** Opening Given entries block **
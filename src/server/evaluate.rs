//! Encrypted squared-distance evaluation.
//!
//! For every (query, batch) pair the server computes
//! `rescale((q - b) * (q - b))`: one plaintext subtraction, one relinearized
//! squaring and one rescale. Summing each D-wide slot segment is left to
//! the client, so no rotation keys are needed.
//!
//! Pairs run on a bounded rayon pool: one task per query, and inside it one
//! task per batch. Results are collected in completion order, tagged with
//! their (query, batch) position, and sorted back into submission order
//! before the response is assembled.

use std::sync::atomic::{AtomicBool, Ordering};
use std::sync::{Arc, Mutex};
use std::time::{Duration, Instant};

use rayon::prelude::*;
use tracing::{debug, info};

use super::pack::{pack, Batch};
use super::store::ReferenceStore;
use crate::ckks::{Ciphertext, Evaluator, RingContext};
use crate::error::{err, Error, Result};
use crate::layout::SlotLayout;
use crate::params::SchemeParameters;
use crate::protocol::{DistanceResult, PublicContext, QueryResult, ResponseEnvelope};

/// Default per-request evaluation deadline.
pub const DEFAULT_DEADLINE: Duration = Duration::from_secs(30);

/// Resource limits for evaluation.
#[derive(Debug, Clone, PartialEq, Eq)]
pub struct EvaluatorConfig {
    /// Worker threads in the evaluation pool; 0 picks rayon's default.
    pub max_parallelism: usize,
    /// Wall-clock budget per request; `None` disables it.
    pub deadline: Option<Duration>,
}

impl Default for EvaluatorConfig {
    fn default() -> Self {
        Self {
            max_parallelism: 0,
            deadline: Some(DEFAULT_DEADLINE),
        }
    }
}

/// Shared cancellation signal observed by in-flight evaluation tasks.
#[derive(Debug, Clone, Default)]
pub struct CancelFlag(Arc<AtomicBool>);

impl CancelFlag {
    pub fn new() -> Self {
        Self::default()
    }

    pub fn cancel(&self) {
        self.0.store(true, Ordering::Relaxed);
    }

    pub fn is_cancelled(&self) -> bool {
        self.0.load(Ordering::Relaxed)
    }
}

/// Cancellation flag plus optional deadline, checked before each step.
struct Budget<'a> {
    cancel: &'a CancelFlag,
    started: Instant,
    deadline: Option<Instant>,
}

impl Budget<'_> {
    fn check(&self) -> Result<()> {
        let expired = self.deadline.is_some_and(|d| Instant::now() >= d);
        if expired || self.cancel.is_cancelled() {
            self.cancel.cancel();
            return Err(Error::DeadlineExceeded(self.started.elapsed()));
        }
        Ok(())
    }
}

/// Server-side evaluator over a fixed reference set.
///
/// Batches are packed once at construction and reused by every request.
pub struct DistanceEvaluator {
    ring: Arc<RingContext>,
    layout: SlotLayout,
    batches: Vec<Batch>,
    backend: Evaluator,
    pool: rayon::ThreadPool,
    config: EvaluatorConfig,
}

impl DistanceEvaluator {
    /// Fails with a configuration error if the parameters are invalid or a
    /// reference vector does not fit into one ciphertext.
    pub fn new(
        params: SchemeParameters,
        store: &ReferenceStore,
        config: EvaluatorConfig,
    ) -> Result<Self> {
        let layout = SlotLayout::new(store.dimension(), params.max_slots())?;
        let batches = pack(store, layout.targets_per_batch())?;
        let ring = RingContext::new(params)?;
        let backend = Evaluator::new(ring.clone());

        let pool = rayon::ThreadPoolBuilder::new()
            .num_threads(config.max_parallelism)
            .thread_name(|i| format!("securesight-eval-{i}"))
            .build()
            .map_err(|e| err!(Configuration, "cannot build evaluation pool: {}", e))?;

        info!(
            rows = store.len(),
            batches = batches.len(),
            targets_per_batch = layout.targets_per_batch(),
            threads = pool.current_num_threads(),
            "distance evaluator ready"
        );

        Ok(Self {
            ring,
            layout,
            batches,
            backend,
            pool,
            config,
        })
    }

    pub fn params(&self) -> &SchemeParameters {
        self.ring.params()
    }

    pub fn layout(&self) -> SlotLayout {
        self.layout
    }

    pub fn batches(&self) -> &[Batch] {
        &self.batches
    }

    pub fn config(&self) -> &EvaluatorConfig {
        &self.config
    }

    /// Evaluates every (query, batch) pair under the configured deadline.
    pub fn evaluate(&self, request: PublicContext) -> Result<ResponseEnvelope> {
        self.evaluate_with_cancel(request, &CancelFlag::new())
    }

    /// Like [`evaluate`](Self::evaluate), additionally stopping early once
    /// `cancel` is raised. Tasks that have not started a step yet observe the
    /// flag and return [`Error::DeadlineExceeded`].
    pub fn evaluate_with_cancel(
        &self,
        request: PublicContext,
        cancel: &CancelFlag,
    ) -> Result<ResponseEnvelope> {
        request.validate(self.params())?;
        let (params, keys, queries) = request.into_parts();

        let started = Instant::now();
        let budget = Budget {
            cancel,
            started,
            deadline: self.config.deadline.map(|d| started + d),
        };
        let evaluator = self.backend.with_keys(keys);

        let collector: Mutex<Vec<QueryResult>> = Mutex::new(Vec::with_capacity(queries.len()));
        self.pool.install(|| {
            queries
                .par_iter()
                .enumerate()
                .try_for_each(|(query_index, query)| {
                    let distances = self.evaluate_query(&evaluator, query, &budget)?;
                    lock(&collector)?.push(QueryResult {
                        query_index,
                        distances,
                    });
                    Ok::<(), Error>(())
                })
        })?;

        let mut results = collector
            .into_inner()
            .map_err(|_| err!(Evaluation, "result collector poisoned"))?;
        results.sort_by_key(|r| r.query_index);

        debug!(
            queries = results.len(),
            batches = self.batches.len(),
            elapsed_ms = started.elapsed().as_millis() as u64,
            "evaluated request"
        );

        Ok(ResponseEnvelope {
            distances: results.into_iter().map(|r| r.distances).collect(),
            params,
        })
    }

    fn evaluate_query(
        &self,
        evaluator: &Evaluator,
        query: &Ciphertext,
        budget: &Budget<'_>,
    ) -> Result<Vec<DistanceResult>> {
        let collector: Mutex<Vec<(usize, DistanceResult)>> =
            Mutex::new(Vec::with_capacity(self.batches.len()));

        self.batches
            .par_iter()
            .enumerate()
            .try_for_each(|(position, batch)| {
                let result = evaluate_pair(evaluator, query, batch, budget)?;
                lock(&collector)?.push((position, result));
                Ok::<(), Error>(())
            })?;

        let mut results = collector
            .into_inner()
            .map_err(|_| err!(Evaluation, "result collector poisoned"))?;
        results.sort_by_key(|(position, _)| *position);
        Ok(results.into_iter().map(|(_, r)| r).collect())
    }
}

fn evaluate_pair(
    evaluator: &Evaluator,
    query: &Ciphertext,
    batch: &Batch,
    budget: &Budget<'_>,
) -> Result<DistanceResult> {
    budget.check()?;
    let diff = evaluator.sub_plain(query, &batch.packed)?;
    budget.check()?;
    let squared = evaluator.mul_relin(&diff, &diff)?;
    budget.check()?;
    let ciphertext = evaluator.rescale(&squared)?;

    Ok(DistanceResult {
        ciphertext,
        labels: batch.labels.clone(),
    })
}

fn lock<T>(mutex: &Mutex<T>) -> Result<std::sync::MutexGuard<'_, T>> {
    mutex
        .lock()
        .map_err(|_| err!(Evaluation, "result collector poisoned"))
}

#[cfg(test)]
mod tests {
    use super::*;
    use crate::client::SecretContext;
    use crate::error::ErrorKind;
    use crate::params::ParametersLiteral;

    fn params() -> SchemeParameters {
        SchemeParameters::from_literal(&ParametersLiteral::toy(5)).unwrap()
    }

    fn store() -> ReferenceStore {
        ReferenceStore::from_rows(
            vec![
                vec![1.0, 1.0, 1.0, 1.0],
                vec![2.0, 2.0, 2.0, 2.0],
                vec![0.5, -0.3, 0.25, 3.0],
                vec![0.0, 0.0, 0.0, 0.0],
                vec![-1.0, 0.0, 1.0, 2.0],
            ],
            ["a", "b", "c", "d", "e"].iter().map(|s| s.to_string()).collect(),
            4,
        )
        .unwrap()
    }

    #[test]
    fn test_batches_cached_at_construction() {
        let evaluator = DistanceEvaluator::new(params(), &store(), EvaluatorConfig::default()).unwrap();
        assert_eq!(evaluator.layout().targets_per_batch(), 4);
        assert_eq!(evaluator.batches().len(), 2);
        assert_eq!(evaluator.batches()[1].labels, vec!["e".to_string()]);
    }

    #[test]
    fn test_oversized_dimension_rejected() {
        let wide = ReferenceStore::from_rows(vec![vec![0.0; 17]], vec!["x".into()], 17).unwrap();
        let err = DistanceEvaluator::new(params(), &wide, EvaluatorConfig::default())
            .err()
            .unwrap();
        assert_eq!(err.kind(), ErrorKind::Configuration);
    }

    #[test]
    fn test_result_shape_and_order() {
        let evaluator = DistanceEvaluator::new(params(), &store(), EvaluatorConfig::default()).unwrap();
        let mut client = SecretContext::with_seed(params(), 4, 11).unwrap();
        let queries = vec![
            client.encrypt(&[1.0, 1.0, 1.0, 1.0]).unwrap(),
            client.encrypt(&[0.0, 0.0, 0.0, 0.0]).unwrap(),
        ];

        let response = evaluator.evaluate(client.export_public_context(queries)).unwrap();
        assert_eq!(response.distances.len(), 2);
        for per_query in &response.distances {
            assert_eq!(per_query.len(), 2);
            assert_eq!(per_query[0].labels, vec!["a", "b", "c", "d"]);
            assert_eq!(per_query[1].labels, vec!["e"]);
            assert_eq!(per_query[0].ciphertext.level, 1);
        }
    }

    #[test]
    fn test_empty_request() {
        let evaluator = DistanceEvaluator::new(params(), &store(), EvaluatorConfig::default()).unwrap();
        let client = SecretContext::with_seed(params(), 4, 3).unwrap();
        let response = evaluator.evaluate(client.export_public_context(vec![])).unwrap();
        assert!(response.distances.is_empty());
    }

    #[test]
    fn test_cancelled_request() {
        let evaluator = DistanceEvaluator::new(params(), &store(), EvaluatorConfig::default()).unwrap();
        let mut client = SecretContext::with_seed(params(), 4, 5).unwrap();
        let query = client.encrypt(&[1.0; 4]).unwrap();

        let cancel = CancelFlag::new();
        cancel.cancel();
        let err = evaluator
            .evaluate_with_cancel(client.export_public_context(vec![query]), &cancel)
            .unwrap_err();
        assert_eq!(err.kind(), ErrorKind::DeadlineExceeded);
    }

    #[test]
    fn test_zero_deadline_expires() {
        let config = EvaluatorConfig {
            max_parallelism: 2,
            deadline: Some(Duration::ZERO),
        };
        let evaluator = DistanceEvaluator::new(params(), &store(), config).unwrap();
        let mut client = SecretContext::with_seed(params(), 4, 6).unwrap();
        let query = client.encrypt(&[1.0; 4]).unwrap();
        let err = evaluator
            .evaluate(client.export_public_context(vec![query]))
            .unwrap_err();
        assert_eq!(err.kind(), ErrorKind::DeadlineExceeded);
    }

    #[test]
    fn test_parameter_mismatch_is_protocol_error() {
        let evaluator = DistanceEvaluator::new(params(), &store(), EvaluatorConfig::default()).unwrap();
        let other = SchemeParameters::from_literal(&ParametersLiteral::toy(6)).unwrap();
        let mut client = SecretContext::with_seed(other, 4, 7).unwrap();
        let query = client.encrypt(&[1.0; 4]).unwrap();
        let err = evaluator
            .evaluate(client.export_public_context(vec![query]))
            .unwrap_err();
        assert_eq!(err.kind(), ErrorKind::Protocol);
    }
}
** Closing Given entries block **
# Task requirements:
The required output is the exact run of lines from the beginning of the records to the line with "inside it one", that line included.

# Result of this task:
filename src/server/evaluate.rs
//! Encrypted squared-distance evaluation.
//!
//! For every (query, batch) pair the server computes
//! `rescale((q - b) * (q - b))`: one plaintext subtraction, one relinearized
//! squaring and one rescale. Summing each D-wide slot segment is left to
//! the client, so no rotation keys are needed.
//!
//! Pairs run on a bounded rayon pool: one task per query, and inside it one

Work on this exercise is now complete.